> _WORK REQUEST_
Number of lines with "backed" in the listing: report it, and nothing else.

#####

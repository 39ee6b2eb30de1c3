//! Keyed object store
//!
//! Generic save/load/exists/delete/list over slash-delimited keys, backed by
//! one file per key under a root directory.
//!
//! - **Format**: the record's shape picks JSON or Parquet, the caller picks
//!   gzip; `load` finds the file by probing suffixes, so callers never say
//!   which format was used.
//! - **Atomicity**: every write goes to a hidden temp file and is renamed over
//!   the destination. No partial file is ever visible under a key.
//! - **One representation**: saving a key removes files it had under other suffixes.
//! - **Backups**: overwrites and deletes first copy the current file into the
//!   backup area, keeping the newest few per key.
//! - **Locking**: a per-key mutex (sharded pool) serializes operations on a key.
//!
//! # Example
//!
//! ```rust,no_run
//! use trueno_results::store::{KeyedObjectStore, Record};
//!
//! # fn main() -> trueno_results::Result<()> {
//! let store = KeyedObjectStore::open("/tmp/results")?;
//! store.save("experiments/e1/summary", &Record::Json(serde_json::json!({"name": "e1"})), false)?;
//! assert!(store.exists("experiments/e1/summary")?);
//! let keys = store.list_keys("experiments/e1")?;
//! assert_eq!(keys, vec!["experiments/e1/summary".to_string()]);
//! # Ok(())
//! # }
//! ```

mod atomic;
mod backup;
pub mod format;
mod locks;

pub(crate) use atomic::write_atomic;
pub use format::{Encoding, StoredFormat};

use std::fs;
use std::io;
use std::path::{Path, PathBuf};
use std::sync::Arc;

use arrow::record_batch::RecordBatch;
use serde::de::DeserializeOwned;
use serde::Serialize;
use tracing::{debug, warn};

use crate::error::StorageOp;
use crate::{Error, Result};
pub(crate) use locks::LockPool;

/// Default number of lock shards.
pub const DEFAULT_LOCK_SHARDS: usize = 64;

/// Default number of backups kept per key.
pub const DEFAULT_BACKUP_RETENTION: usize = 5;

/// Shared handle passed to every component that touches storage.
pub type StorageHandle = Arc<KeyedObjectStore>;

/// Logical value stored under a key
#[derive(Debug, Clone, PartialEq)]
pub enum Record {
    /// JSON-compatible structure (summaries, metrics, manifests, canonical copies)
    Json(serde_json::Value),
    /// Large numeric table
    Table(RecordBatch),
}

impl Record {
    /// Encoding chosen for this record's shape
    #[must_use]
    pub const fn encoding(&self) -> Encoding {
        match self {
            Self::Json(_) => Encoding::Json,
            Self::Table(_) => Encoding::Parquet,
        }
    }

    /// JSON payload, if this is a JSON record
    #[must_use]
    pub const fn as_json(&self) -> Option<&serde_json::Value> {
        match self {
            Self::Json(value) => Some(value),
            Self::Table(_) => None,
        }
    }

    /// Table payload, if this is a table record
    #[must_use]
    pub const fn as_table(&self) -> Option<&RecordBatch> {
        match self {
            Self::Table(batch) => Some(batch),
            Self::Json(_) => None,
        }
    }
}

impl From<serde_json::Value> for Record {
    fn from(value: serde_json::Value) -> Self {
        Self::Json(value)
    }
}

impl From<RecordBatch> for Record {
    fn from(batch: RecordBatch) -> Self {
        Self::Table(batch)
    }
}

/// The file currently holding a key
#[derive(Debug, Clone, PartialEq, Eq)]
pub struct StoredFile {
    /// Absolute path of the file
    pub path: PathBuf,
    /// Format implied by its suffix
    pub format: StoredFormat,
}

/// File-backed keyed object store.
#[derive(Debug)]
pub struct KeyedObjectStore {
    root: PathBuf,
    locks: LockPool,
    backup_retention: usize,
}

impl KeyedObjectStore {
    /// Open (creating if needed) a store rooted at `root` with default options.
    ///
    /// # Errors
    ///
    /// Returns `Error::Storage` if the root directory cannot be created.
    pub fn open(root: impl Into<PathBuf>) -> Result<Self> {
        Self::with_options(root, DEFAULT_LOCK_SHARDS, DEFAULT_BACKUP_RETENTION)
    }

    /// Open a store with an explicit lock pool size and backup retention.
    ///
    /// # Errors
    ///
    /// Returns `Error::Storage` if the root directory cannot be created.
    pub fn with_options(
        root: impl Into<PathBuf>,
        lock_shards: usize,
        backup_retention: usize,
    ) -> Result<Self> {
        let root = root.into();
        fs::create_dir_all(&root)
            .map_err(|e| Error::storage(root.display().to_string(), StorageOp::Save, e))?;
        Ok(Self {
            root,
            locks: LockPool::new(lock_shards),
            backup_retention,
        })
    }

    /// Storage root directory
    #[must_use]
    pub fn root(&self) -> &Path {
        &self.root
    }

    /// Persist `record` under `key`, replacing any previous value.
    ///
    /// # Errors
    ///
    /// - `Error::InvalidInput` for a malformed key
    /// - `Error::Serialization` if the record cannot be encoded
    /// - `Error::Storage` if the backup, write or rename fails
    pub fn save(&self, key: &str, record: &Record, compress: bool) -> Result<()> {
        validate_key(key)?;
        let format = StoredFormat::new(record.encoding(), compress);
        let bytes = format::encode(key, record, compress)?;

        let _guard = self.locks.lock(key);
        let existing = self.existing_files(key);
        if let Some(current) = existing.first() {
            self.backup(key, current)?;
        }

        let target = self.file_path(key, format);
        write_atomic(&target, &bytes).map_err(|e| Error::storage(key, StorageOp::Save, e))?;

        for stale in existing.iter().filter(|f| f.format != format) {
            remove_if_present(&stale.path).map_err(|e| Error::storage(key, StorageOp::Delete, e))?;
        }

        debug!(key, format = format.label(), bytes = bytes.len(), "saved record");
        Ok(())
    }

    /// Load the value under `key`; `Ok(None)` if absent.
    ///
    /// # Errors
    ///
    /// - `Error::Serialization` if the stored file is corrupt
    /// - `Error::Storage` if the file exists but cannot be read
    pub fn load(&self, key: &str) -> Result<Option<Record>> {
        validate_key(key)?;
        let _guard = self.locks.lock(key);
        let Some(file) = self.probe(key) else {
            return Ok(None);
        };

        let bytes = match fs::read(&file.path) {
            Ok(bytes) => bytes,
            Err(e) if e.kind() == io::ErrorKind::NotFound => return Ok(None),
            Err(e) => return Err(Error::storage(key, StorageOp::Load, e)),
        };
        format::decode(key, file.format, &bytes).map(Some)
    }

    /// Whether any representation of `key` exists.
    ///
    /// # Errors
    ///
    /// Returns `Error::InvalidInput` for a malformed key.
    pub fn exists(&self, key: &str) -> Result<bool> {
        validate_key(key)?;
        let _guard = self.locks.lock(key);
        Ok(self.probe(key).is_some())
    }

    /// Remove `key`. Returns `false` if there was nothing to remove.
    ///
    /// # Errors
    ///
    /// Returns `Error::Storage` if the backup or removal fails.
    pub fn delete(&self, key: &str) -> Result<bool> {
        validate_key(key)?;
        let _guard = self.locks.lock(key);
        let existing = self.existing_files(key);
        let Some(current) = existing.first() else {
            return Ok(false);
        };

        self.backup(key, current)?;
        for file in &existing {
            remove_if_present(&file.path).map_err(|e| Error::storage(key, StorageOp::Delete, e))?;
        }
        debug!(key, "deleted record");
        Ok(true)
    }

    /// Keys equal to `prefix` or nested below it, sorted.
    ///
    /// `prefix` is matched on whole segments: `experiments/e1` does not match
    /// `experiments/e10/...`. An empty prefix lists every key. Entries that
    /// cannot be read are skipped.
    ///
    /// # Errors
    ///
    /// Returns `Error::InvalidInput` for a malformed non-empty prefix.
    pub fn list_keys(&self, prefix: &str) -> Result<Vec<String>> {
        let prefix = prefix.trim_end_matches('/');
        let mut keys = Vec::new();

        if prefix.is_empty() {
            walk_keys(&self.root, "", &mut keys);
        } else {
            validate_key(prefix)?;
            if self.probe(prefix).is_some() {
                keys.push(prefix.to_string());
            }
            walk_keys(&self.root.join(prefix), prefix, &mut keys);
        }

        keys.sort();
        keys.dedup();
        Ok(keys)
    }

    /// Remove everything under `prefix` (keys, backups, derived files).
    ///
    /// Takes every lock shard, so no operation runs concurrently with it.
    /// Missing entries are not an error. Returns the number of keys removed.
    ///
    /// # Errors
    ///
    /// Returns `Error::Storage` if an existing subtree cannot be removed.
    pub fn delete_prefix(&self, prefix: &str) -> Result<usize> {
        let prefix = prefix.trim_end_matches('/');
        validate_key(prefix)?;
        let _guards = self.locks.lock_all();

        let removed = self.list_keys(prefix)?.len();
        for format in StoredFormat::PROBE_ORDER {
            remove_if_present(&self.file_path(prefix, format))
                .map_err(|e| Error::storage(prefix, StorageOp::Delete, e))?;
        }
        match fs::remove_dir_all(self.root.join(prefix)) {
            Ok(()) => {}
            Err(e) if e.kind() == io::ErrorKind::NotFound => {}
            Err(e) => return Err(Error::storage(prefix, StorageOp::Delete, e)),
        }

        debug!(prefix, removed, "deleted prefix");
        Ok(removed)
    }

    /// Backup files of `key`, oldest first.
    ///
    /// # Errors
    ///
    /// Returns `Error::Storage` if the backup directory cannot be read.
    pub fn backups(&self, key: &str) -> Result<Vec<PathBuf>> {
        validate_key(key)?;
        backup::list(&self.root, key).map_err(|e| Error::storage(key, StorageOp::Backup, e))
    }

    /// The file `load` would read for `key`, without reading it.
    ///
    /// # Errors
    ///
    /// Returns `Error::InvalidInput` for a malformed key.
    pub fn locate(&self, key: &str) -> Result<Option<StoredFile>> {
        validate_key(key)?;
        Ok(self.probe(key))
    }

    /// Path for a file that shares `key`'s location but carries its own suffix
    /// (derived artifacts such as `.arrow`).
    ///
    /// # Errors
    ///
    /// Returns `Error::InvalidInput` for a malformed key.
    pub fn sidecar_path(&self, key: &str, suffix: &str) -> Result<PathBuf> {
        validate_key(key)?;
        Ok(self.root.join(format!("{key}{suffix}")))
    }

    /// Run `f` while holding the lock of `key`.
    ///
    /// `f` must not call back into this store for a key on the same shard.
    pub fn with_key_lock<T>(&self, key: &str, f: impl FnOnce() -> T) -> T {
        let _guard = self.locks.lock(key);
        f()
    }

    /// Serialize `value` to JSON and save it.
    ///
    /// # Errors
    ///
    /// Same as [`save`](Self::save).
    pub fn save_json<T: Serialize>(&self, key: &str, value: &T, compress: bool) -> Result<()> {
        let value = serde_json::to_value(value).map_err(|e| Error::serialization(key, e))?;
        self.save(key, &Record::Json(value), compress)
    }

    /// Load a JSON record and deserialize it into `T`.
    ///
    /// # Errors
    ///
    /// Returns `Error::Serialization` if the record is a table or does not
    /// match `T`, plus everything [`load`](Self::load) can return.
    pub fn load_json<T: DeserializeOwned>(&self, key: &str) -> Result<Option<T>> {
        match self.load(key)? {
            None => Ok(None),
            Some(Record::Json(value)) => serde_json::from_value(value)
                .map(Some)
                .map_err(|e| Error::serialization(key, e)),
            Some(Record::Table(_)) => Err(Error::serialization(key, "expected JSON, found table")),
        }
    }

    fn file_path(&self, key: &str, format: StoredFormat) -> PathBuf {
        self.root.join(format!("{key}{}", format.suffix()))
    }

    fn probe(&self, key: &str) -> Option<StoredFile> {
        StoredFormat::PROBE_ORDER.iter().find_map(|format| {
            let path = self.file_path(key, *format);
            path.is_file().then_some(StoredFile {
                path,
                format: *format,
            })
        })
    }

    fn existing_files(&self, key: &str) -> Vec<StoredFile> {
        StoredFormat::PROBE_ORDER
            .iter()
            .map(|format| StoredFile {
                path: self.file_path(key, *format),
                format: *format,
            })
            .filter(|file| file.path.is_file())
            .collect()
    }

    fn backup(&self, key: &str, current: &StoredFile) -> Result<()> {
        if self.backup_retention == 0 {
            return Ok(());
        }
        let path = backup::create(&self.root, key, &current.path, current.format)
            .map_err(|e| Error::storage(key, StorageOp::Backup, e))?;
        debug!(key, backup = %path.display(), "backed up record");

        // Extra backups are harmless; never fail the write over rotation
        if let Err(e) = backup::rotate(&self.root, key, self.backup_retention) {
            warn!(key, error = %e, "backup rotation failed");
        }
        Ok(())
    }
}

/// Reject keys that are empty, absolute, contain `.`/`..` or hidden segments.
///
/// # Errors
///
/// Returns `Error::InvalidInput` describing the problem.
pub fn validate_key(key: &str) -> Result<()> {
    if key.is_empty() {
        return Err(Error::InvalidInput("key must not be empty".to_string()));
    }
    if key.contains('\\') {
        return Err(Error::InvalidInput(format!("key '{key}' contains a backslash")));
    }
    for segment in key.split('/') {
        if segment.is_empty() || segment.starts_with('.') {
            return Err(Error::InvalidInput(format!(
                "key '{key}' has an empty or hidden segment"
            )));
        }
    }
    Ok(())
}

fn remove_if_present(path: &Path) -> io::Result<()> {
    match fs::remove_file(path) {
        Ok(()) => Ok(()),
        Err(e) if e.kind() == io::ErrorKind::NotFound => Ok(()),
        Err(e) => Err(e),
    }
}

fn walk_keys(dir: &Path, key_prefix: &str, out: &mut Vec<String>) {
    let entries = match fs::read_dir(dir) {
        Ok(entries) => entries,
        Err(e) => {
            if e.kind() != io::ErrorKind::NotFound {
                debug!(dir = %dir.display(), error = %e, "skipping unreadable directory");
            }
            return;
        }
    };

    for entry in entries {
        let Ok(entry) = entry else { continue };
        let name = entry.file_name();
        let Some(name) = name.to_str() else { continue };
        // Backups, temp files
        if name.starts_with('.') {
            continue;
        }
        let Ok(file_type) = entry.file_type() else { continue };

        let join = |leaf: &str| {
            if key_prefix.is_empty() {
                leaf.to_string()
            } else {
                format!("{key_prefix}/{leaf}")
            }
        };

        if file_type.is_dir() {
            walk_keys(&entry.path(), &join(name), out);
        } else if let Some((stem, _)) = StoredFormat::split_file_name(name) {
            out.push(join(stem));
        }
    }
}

#####

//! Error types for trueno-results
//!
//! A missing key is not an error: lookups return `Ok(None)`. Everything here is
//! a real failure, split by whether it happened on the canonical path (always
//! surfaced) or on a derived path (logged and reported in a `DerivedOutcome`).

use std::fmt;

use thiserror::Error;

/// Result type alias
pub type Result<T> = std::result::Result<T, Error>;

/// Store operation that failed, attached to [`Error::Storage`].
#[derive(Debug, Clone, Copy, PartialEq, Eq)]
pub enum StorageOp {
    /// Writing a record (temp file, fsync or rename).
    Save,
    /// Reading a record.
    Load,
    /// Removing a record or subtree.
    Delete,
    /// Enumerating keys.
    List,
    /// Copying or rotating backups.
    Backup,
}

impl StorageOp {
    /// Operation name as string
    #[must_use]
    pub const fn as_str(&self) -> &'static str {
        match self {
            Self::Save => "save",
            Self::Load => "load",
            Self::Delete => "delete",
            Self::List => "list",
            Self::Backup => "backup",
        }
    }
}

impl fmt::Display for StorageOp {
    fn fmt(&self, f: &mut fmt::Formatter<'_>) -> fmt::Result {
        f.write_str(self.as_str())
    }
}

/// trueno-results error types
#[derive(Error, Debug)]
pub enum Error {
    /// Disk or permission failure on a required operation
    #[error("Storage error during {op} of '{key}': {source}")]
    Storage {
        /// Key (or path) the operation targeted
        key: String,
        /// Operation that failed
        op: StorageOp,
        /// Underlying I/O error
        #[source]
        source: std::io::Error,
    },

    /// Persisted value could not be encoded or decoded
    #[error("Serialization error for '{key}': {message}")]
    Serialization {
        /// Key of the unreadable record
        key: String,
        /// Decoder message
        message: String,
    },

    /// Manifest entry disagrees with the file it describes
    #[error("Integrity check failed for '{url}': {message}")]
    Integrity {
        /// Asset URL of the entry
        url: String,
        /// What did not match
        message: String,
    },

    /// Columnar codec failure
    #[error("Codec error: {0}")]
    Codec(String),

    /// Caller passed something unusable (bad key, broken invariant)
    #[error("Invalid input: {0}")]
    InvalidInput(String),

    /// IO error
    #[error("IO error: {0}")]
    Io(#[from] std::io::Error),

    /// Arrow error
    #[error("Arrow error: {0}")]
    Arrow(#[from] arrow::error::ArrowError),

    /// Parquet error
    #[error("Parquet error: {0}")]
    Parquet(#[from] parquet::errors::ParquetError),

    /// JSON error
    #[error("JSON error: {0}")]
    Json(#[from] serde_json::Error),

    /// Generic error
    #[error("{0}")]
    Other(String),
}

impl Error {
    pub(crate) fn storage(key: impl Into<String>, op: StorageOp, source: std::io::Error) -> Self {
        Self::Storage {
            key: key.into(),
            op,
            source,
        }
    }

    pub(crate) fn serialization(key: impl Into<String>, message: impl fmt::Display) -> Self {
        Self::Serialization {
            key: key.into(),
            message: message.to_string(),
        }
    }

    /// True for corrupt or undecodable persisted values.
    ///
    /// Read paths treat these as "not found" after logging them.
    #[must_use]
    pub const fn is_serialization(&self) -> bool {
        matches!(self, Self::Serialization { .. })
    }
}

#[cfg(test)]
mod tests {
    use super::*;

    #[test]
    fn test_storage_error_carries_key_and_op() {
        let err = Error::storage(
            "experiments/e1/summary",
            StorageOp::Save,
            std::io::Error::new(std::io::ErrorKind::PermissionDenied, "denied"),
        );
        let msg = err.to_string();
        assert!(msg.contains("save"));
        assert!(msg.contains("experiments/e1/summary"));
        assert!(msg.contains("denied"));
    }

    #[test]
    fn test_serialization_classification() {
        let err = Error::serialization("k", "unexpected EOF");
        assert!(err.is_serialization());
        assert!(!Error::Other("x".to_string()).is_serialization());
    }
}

#####

> _TASK OUTPUT_
3